This would not only save an instruction (a minor issue), but it would also reduce collisions.

I've attached a file which calculates frequencies of collisions for demonstration purposes.  It shows that the calculation, as it stands right now, does not create a 1-1 mapping even on the 1st iteration through the loop.  Moving PERTURB_SHIFT to the line before the calculation does reduce the density of the collision space.  But using the calculation, which I proposed, eliminates collisions on the 1st iteration completely and reduces it on most subsequent iterations.
msg296073 - (view) Author: Inada Naoki (inada.naoki) * (Python committer) Date: 2017-06-15 07:29
You may misunderstood current lookup loop.

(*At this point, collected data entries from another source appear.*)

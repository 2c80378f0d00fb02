//! Error handling for the camserver

use axum::{
    http::StatusCode,
    response::{IntoResponse, Response},
    Json,
};
use serde_json::json;

/// Result type alias
pub type Result<T> = std::result::Result<T, Error>;

/// Error types
#[derive(Debug, thiserror::Error)]
pub enum Error {
    /// Device-control utility failed or is missing
    #[error("Control tool error: {0}")]
    ControlTool(String),

    /// Internal error
    #[error("Internal error: {0}")]
    Internal(String),
}

impl IntoResponse for Error {
    fn into_response(self) -> Response {
        let (status, error_code, message) = match &self {
            Error::ControlTool(msg) => (
                StatusCode::INTERNAL_SERVER_ERROR,
                "CONTROL_TOOL_ERROR",
                msg.clone(),
            ),
            Error::Internal(msg) => (
                StatusCode::INTERNAL_SERVER_ERROR,
                "INTERNAL_ERROR",
                msg.clone(),
            ),
        };

        tracing::error!(
            status = %status,
            error_code = %error_code,
            message = %message,
            "Request error"
        );

        let body = Json(json!({
            "error_code": error_code,
            "message": message
        }));

        (status, body).into_response()
    }
}
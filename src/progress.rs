use std::time::Duration;

use indicatif::{ProgressBar, ProgressStyle};
use tokio::task::JoinHandle;
use tokio_util::sync::CancellationToken;

const TICK: Duration = Duration::from_secs(1);

/// Cosmetic once-per-second bar shown while a sweep window is open.
pub struct ProgressReporter {
    bar: ProgressBar,
    seconds: u64,
}

impl ProgressReporter {
    pub fn new(seconds: u64) -> Self {
        let bar = ProgressBar::new(seconds);
        if let Ok(style) = ProgressStyle::with_template("{spinner:.blue} [{bar:30.cyan/blue}] {pos}/{len}s {msg}") {
            bar.set_style(style.progress_chars("=> "));
        }
        bar.set_message("waiting for echo replies");
        Self { bar, seconds }
    }

    /// A reporter that draws nothing.
    pub fn hidden(seconds: u64) -> Self {
        Self {
            bar: ProgressBar::hidden(),
            seconds,
        }
    }

    pub fn bar(&self) -> &ProgressBar {
        &self.bar
    }

    /// Tick once per second for the configured number of seconds, or until
    /// `stop` fires.
    pub fn spawn(self, stop: CancellationToken) -> JoinHandle<u64> {
        tokio::spawn(async move {
            let mut interval = tokio::time::interval(TICK);
            // First tick completes immediately.
            interval.tick().await;
            let mut ticks = 0;
            while ticks < self.seconds {
                tokio::select! {
                    _ = stop.cancelled() => break,
                    _ = interval.tick() => {
                        self.bar.inc(1);
                        ticks += 1;
                    }
                }
            }
            self.bar.finish_and_clear();
            ticks
        })
    }
}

In your, `yield i` must be added right before `while True:`
msg296138 - (view) Author: Dmitry Rubanovich (Dmitry Rubanovich) * Date: 2017-06-15 23:28
I am looking at the 3.6.1 code.  I am not trying to simulate the index lookup as the lookup function would do it.  

There is no point in that.  The point of the script is to detect collisions among perturbed secondary indexes rather than between primary hashes and secondary.  To that end, it applies the perturbed secondary hash function to **all** primary indexes and stores the results.  This allows to judge the quality of the secondary hash function.  The "old" one was bad because it automatically created collisions by multiplying by zero-divisors of the 2^k ring.  The one used in 3.6.1 is better because it  doesn't always do that, but it still multiplies by zero-divisors of the ring when h mod 2^k is equal to (h >> 5) mod 2^k.  This multiplication by zero-divisors of the 2^k ring is what produces collisions.  The script simply counts them.  

The later iterations of the loop are not very relevant.  They will almost certainly produce further collisions, but that's unavoidable.  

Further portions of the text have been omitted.